After giving more than 7,000 free rides over the course of 40 years, Carl Unger still delights in recalling one of the first passengers on the airplane he and two friends designed and built: “She was wearing nothing but sandals,” he says with a laugh.
It was 1965, and Unger, along with fellow Chicago-area corporate pilots Charles Roloff and Robert Liposky, had just finished the 40 hours of test flying the Federal Aviation Administration mandates for homebuilt aircraft. “The FAA drew us a corridor for the 40 hours over some sparsely populated area,” Unger says. “Nobody ever saw this airplane.” On his first day flying outside the corridor, he landed on a small strip south of Chicago surrounded by thick woods. While taxiing back to take off, he saw three women emerge from the trees, indeed wearing nothing but sandals.

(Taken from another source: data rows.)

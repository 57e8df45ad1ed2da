//! Message codec
//!
//! Converts between the domain `ChatMessage` and `WireMessage`, and between
//! `WireMessage` and WebSocket frames.

use chrono::DateTime;
use tokio_tungstenite::tungstenite::Message;

use crate::error::{ChatError, Result};
use crate::message::{ChatMessage, WireMessage};

/// A decoded inbound WebSocket frame
#[derive(Debug, Clone, PartialEq, Eq)]
pub enum Frame {
    /// A chat message
    Message(WireMessage),
    /// Peer sent a close frame
    Close,
    /// Ping, pong, binary or raw frames; carry no chat payload
    Control,
}

/// Domain message to wire message
pub fn encode(message: &ChatMessage) -> WireMessage {
    WireMessage {
        content: message.content().to_string(),
        sender: message.sender().to_string(),
        timestamp: message.timestamp().timestamp_millis(),
    }
}

/// Wire message to domain message
///
/// Fails only when the timestamp is outside the representable date range.
pub fn decode(wire: WireMessage) -> Result<ChatMessage> {
    let timestamp = DateTime::from_timestamp_millis(wire.timestamp)
        .ok_or_else(|| ChatError::Codec(format!("timestamp {} out of range", wire.timestamp)))?;
    Ok(ChatMessage::with_timestamp(wire.content, wire.sender, timestamp))
}

/// Serialize a wire message into a JSON text frame
pub fn to_frame(wire: &WireMessage) -> Result<Message> {
    let json = serde_json::to_string(wire)?;
    Ok(Message::Text(json.into()))
}

/// Interpret an inbound WebSocket frame
pub fn from_frame(frame: Message) -> Result<Frame> {
    match frame {
        Message::Text(text) => Ok(Frame::Message(serde_json::from_str(&text)?)),
        Message::Close(_) => Ok(Frame::Close),
        _ => Ok(Frame::Control),
    }
}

Unger had landed at a nudist colony.
“The tall one waved and I waved back, so they came running out to the airplane,” he recalls today with a nod to his wife, who is sitting across the living room and knows the story well. Unger stopped the airplane and the women walked around it. They laughed and said, “It looks like us—it’s got nothing on!”
Before long, dozens of nudists were standing next to the naked airplane. “I remember meeting them and looking them right in the eye. I thought I handled myself pretty good,” he says with a wink. After a few minutes, one of the nudists asked if she could go for a ride. Unger was surprised that anyone other than his pilot friends would want to get on the airplane; this was a time long before ultralights, and the airplane looked like nothing else in the sky. But Unger figured, Why not? “Yeah, get on,” he said. The woman doubled her wardrobe by donning a pair of goggles, set down a towel, hopped onto the back seat—and Unger flew one of the first of what would be thousands of passengers in the Breezy.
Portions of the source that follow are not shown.